Five Steps to Losing Belly Fat Easily

Belly fat not only tampers with your choice of outfits but also exposes you to serious health implications. Visceral or belly fat produces hormones that hinder your body from producing insulin. When that happens, you risk being obese and even worse, contacting terminal diseases such as hypertension and type 2 diabetes. The following tips could help you achieve a flat belly forever.

Don’t skimp on physical exercise

Visceral fat responds well to aerobic exercise. You can shed more calories by riding a bike, running, brisk walking, or swimming. The point is to engage in a physical exercise that increases your heart rate. With aerobic exercises, you could achieve even better results than if you engage in resistance training. A study from Duke University shows that physical exercise equivalent to 12 miles of jogging every week could help eradicate belly fat.

Focus on protein like never before

Eating lean protein leads to a slimmer body and loss of belly fat. Experts advise that as you age, the body produces more insulin because the muscles and fat cells don’t respond to it properly. Insulin supports fat deposit on the waist and in the belly.

By taking a diet rich in protein, you could protect yourself against the effects of more insulin. Besides, you should include a lot of fiber in your diet. According to a research done in 2011, consuming about 10 grams of fiber a day for five years could reduce visceral fat by 3.7%. Good sources of fiber include fresh apples, pinto beans, and green peas.
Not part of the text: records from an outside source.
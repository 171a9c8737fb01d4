use super::{inserted_id, parsed, timestamp, to_timestamp};
use crate::error::{Error, Result};
use crate::model::{
    Application, ApplicationId, ApplicationStatus, Grades, ProjectId, RequestedSeat, UserId,
};
use chrono::{DateTime, Utc};
use sqlx::any::AnyRow;
use sqlx::{AnyConnection, Row};

const COLUMNS: &str = "id, project_id, student_id, requested_seat, discipline_grade,
    selection_grade, academic_coefficient, final_score, status, professor_feedback,
    submitted_at, updated_at";

fn application_from_row(row: &AnyRow) -> Result<Application, sqlx::Error> {
    let grades = match (
        row.try_get::<Option<f64>, _>("discipline_grade")?,
        row.try_get::<Option<f64>, _>("selection_grade")?,
        row.try_get::<Option<f64>, _>("academic_coefficient")?,
    ) {
        (Some(discipline), Some(selection), Some(coefficient)) => Some(Grades {
            discipline,
            selection,
            coefficient,
        }),
        _ => None,
    };
    Ok(Application {
        id: ApplicationId(row.try_get("id")?),
        project: ProjectId(row.try_get("project_id")?),
        student: UserId(row.try_get("student_id")?),
        requested_seat: parsed(row, "requested_seat")?,
        grades,
        final_score: row.try_get("final_score")?,
        status: parsed(row, "status")?,
        professor_feedback: row.try_get("professor_feedback")?,
        submitted_at: timestamp(row, "submitted_at")?,
        updated_at: timestamp(row, "updated_at")?,
    })
}

pub async fn insert(
    conn: &mut AnyConnection,
    project: ProjectId,
    student: UserId,
    requested_seat: RequestedSeat,
    now: DateTime<Utc>,
) -> Result<ApplicationId> {
    let result = sqlx::query(
        "INSERT INTO applications (project_id, student_id, requested_seat, status,
            submitted_at, updated_at)
         VALUES (?, ?, ?, ?, ?, ?)",
    )
    .bind(project.0)
    .bind(student.0)
    .bind(requested_seat.as_str())
    .bind(ApplicationStatus::Submitted.as_str())
    .bind(to_timestamp(now))
    .bind(to_timestamp(now))
    .execute(&mut *conn)
    .await?;
    inserted_id(conn, &result, "application").await.map(ApplicationId)
}

pub async fn find(conn: &mut AnyConnection, id: ApplicationId) -> Result<Option<Application>> {
    Ok(
        sqlx::query(&format!("SELECT {COLUMNS} FROM applications WHERE id = ?"))
            .bind(id.0)
            .fetch_optional(&mut *conn)
            .await?
            .map(|row| application_from_row(&row))
            .transpose()?,
    )
}

pub async fn get(conn: &mut AnyConnection, id: ApplicationId) -> Result<Application> {
    find(conn, id)
        .await?
        .ok_or_else(|| Error::not_found("application", id))
}

pub async fn for_project(conn: &mut AnyConnection, project: ProjectId) -> Result<Vec<Application>> {
    sqlx::query(&format!(
        "SELECT {COLUMNS} FROM applications WHERE project_id = ? ORDER BY submitted_at, id"
    ))
    .bind(project.0)
    .fetch_all(&mut *conn)
    .await?
    .iter()
    .map(|row| Ok(application_from_row(row)?))
    .collect()
}

pub async fn of_student_for_project(
    conn: &mut AnyConnection,
    student: UserId,
    project: ProjectId,
) -> Result<Vec<Application>> {
    sqlx::query(&format!(
        "SELECT {COLUMNS} FROM applications WHERE student_id = ? AND project_id = ? ORDER BY id"
    ))
    .bind(student.0)
    .bind(project.0)
    .fetch_all(&mut *conn)
    .await?
    .iter()
    .map(|row| Ok(application_from_row(row)?))
    .collect()
}

/// Applications left in `status` since `cutoff` or earlier.
pub async fn in_status_since(
    conn: &mut AnyConnection,
    status: ApplicationStatus,
    cutoff: DateTime<Utc>,
) -> Result<Vec<Application>> {
    sqlx::query(&format!(
        "SELECT {COLUMNS} FROM applications WHERE status = ? AND updated_at <= ? ORDER BY id"
    ))
    .bind(status.as_str())
    .bind(to_timestamp(cutoff))
    .fetch_all(&mut *conn)
    .await?
    .iter()
    .map(|row| Ok(application_from_row(row)?))
    .collect()
}

pub async fn count_for_project(conn: &mut AnyConnection, project: ProjectId) -> Result<i64> {
    let row = sqlx::query("SELECT COUNT(*) AS n FROM applications WHERE project_id = ?")
        .bind(project.0)
        .fetch_one(&mut *conn)
        .await?;
    Ok(row.try_get("n")?)
}

pub async fn set_grades(
    conn: &mut AnyConnection,
    id: ApplicationId,
    grades: &Grades,
    final_score: f64,
    now: DateTime<Utc>,
) -> Result<()> {
    sqlx::query(
        "UPDATE applications SET discipline_grade = ?, selection_grade = ?,
            academic_coefficient = ?, final_score = ?, updated_at = ?
         WHERE id = ?",
    )
    .bind(grades.discipline)
    .bind(grades.selection)
    .bind(grades.coefficient)
    .bind(final_score)
    .bind(to_timestamp(now))
    .bind(id.0)
    .execute(&mut *conn)
    .await?;
    Ok(())
}

pub async fn set_status(
    conn: &mut AnyConnection,
    id: ApplicationId,
    status: ApplicationStatus,
    feedback: Option<&str>,
    now: DateTime<Utc>,
) -> Result<()> {
    sqlx::query(
        "UPDATE applications SET status = ?, professor_feedback = COALESCE(?, professor_feedback),
            updated_at = ?
         WHERE id = ?",
    )
    .bind(status.as_str())
    .bind(feedback.map(str::to_owned))
    .bind(to_timestamp(now))
    .bind(id.0)
    .execute(&mut *conn)
    .await?;
    Ok(())
}
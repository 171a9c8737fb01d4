//! Lifecycle operations of the engine, grouped by component.

mod acceptance;
mod allocation;
mod applications;
mod positions;
mod projects;
mod ranking;
mod reminders;
mod signatures;

pub use self::allocation::AllocationCheck;
pub use self::positions::CommitmentFilter;
pub use self::ranking::{RankedCandidate, rank};
pub use self::reminders::JobReport;
pub use self::signatures::required_roles;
You could increase your protein intake by adding organic whey protein to your meals and snacks. Alternatively, you can try natural supplements like forskolin for weight loss. Forskolin is a popular natural supplement recommended by specialists to fight weight loss.

Pick the polyunsaturates

Saturated fat foods contain more visceral fat than polyunsaturated compounds. An example of saturated fat is palm oil while that of unsaturated fat is sunflower oil. Polyunsaturated fat is available mainly in nuts, seeds, and fish. Consuming such foods could help you lose visceral fat with ease. You could visit a professional dietician for appropriate advice on the right foods without saturated fat.

Consider natural supplements

According to a Japanese study, consuming one or two tablespoons of vinegar daily for 8 weeks could help you shed a significant amount of body fat. For example, vinegar contains acetic acid that produces fat-burning proteins. In addition, you could use other recommended natural supplements such as Garcinia Cambogia or apple cider vinegar.

Try yoga

Yoga reduces the level of visceral fat, especially in postmenopausal women. If you are not into the game, you could try other relaxation exercises such as deep breathing. The point is to lower the levels of cortisol, a stress hormone associated with belly fat.

Visceral fat can become more pronounced when you hit 40 and above. Many people thought it is unavoidable, but well, with the tips mentioned in this piece could help you turn that ship around. In addition, you should sleep routinely for 8 hours a day to improve your chances of shedding visceral fat.